== Records supplied

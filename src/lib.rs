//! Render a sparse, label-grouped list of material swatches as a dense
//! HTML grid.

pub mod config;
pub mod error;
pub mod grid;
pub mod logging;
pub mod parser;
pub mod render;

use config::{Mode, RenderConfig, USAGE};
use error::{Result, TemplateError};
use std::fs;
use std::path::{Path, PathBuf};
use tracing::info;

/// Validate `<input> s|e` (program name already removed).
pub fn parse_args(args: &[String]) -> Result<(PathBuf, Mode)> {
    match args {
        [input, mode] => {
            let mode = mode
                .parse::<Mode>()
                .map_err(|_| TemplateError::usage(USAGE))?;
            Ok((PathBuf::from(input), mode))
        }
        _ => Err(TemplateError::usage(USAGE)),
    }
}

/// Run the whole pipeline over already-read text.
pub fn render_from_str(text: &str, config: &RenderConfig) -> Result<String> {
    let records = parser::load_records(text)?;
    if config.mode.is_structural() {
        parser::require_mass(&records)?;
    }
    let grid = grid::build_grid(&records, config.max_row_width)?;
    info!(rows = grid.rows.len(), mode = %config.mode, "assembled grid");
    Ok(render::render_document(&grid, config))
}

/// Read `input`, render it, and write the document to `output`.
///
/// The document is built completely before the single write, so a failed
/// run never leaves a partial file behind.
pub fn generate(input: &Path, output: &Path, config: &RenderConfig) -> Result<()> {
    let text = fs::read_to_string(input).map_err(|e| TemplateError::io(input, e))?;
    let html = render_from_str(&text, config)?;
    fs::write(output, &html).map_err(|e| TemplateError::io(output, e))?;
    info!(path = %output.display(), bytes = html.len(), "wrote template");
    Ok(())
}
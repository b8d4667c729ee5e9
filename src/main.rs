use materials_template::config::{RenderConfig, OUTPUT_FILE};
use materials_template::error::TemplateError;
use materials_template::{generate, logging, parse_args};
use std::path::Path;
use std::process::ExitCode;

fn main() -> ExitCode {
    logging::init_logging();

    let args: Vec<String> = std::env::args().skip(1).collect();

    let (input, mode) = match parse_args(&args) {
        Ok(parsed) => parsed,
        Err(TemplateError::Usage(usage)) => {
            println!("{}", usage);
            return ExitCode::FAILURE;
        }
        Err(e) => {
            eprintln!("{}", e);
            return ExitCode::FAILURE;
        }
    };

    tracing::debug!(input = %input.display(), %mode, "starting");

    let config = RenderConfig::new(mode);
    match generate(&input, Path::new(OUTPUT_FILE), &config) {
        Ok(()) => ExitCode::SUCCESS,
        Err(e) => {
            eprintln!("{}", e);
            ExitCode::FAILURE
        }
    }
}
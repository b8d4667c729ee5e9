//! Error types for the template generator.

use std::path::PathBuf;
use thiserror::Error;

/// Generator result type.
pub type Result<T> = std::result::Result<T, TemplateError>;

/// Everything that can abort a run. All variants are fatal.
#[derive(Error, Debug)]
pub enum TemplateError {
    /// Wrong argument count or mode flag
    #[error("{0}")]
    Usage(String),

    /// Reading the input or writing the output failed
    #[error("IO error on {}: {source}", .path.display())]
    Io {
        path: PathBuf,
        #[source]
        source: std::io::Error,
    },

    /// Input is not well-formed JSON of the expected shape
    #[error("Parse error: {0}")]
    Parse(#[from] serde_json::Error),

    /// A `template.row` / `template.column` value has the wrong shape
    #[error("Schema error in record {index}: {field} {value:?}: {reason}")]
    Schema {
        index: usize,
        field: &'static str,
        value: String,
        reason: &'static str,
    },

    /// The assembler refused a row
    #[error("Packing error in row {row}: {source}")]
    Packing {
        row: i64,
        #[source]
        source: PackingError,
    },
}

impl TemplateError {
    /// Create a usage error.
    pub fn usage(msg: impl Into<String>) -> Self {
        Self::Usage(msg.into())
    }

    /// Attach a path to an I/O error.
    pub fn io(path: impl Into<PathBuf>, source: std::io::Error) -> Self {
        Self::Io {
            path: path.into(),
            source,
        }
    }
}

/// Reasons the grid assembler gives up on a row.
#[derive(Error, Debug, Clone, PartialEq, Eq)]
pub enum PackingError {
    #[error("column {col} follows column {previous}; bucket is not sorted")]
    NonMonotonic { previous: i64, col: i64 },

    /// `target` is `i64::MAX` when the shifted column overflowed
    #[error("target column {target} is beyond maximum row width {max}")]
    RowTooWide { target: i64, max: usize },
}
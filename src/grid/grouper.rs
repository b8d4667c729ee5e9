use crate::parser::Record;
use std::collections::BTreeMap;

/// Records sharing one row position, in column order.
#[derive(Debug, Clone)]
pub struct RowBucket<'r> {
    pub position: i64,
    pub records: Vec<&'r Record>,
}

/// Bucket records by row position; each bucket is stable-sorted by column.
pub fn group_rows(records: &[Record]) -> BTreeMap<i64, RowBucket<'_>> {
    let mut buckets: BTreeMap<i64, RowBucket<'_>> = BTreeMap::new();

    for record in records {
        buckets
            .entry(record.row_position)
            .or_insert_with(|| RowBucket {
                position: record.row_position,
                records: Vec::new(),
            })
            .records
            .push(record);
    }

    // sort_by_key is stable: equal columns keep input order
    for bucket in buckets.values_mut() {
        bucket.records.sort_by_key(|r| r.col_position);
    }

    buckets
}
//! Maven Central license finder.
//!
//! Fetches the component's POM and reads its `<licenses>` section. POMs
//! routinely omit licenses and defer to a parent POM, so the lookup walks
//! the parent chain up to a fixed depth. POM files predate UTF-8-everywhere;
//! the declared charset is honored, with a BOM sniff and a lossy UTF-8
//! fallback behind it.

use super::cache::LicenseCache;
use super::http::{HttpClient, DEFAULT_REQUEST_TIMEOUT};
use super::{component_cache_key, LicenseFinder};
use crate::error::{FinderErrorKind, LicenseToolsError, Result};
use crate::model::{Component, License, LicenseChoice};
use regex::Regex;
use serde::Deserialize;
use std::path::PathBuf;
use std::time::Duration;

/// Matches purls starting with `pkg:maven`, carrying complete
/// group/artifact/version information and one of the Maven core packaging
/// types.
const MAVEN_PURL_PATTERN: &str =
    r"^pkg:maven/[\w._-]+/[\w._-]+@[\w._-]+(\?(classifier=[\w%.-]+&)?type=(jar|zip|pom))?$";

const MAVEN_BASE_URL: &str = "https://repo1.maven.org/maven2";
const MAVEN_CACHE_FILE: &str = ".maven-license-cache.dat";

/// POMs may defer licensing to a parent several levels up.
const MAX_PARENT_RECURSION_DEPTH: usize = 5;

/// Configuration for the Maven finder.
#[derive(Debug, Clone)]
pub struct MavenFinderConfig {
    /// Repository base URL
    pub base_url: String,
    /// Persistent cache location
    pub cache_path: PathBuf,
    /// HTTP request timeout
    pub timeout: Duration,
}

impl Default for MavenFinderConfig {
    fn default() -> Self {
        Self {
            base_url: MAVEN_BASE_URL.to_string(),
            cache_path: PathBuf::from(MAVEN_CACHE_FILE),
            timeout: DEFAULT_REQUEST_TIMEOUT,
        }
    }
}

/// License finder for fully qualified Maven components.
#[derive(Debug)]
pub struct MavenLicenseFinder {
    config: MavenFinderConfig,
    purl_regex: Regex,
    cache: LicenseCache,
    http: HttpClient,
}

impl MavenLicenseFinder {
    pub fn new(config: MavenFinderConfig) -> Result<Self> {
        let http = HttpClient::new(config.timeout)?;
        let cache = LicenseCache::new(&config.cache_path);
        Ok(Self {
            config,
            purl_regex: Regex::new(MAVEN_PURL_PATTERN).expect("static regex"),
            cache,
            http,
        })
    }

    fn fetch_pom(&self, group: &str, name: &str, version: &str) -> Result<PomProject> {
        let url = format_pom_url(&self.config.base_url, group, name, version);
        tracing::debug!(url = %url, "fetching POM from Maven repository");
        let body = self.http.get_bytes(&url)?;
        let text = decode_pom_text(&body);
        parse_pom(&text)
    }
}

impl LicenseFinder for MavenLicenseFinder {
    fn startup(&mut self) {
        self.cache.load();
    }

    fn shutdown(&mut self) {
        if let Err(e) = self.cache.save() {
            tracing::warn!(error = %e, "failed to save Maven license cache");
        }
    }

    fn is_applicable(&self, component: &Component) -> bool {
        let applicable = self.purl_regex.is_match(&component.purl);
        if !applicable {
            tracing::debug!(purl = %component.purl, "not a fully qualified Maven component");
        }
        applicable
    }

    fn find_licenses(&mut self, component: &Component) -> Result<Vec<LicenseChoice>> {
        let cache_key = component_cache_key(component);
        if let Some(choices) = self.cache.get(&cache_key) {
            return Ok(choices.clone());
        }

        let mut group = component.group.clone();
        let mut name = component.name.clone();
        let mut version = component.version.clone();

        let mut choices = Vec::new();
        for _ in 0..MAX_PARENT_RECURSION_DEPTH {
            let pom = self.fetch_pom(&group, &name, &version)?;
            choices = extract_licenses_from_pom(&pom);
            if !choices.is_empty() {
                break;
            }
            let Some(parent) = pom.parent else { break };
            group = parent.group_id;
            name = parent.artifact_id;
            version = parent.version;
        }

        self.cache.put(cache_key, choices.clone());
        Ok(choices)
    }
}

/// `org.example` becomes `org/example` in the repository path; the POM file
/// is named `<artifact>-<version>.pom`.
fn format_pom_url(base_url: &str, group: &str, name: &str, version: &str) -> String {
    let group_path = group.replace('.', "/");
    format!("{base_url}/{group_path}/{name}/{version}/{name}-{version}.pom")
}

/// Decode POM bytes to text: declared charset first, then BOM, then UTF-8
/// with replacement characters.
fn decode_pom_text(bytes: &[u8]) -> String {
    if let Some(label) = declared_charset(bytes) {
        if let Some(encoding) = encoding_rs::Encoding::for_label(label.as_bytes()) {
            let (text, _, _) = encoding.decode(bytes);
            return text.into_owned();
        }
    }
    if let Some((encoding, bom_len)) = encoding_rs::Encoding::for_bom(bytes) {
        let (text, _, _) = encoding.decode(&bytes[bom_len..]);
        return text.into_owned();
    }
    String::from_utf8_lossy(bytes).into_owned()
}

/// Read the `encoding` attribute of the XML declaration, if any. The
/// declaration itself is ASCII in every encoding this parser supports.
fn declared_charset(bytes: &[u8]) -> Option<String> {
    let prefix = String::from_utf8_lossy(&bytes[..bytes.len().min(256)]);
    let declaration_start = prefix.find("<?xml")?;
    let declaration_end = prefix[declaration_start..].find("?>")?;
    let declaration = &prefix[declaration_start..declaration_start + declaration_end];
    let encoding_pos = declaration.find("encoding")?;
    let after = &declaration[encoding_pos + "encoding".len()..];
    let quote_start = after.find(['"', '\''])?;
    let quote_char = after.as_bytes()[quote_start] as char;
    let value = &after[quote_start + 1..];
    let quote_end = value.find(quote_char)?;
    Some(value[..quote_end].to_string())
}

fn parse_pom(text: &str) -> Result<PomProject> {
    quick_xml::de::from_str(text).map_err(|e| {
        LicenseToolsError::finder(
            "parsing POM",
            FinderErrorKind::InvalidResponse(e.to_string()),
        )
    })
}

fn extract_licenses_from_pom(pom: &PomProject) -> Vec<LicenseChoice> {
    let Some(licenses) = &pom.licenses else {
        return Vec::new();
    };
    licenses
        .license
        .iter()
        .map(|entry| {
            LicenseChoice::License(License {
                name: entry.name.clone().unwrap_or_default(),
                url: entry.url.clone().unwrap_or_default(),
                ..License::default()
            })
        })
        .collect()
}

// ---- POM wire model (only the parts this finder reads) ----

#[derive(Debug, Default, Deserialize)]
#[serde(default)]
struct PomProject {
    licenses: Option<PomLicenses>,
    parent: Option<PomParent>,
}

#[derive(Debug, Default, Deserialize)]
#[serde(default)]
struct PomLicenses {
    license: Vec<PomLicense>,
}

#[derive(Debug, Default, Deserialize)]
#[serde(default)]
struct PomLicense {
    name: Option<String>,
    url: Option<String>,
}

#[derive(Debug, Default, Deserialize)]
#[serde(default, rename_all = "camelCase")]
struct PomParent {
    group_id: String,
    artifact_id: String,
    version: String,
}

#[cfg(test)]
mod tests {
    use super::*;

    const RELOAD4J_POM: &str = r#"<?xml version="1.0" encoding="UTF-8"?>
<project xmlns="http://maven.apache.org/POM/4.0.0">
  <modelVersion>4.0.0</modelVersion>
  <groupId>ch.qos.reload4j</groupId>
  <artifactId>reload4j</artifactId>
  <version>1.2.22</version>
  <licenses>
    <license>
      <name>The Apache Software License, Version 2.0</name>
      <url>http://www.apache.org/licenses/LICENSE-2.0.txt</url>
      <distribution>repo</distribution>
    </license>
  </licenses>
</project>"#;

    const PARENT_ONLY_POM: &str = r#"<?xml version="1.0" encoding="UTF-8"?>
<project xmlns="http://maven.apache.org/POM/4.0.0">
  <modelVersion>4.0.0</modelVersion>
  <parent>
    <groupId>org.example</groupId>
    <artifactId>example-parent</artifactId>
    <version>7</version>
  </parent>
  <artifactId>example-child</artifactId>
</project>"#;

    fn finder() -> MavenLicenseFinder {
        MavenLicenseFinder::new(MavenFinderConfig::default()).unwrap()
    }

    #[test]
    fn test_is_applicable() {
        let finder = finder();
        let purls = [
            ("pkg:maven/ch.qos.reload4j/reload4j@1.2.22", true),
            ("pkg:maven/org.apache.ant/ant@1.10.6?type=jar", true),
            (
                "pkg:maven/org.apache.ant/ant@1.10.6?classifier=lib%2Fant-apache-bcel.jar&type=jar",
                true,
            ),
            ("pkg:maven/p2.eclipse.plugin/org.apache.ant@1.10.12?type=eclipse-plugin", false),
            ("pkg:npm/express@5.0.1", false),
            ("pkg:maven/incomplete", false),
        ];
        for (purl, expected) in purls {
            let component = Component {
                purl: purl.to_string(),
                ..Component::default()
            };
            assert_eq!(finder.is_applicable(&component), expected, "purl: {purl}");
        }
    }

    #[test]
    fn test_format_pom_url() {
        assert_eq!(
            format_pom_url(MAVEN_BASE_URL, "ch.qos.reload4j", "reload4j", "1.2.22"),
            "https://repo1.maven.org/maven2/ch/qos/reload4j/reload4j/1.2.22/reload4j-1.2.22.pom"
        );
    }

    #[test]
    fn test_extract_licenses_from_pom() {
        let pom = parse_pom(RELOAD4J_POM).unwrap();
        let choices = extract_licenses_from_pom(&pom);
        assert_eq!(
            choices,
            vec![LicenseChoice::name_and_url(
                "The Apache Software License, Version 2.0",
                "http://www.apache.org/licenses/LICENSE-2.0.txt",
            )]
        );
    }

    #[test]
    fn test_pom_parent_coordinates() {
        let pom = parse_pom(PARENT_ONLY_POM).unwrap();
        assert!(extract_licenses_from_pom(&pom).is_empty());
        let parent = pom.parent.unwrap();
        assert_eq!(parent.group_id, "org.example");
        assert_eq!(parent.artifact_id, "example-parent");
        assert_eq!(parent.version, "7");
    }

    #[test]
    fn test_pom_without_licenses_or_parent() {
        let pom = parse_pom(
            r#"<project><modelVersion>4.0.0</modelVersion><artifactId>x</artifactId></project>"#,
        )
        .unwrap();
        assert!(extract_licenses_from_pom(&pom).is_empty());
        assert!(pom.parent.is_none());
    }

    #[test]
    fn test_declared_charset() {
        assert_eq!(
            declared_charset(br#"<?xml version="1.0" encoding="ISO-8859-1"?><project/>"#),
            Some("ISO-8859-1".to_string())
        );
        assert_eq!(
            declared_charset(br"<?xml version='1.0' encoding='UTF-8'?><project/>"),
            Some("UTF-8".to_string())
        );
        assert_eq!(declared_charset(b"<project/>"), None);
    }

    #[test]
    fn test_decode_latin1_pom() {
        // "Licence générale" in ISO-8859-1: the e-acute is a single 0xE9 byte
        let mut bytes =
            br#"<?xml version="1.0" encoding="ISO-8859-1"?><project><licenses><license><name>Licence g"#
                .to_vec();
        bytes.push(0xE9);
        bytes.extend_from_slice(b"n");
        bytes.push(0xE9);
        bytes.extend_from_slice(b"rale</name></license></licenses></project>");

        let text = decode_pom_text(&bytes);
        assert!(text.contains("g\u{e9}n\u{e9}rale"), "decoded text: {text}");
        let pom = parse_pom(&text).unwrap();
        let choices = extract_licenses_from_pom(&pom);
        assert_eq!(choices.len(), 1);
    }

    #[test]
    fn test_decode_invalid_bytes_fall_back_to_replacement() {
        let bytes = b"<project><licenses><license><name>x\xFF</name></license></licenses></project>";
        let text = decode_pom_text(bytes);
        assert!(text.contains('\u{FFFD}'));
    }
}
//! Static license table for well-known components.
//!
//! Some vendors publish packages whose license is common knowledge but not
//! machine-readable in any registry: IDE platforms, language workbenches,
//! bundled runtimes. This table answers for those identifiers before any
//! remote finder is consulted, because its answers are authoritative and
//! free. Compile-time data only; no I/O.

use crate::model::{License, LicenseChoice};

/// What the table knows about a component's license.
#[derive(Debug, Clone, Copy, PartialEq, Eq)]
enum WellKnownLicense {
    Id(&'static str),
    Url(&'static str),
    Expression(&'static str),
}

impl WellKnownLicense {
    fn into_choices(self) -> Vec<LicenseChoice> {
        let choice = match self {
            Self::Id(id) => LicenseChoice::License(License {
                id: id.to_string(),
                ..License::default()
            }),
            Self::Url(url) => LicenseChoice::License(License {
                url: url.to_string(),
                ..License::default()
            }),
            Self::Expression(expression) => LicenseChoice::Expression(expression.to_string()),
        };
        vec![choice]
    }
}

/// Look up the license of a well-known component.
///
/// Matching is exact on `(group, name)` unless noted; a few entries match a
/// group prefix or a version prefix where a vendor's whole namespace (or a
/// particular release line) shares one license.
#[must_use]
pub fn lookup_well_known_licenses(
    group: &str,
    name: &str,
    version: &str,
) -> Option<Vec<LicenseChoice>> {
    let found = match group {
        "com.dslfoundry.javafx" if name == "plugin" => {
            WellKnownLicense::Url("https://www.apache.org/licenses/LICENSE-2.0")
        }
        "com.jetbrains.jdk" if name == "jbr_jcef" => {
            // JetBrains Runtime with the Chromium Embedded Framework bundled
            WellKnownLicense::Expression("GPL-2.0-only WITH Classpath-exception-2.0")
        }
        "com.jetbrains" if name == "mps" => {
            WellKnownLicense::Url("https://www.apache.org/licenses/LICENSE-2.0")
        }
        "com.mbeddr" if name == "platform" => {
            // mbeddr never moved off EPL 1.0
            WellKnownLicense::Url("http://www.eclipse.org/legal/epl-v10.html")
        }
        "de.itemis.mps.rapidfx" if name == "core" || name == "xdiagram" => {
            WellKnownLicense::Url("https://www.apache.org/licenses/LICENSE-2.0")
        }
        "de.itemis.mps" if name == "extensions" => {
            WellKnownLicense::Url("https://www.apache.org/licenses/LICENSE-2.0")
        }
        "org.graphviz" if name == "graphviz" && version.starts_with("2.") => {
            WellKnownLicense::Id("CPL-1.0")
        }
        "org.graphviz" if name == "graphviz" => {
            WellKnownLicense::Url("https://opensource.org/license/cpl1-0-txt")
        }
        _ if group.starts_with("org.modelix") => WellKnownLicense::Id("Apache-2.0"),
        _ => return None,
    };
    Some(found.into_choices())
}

====

=== Required work ===
Find "a well-known component." in the entries above and copy that whole line exactly, then each line after it through the line that contains "namespace (or a".

=== Written answer ===
/// Look up the license of a well-known component.
///
/// Matching is exact on `(group, name)` unless noted; a few entries match a
/// group prefix or a version prefix where a vendor's whole namespace (or a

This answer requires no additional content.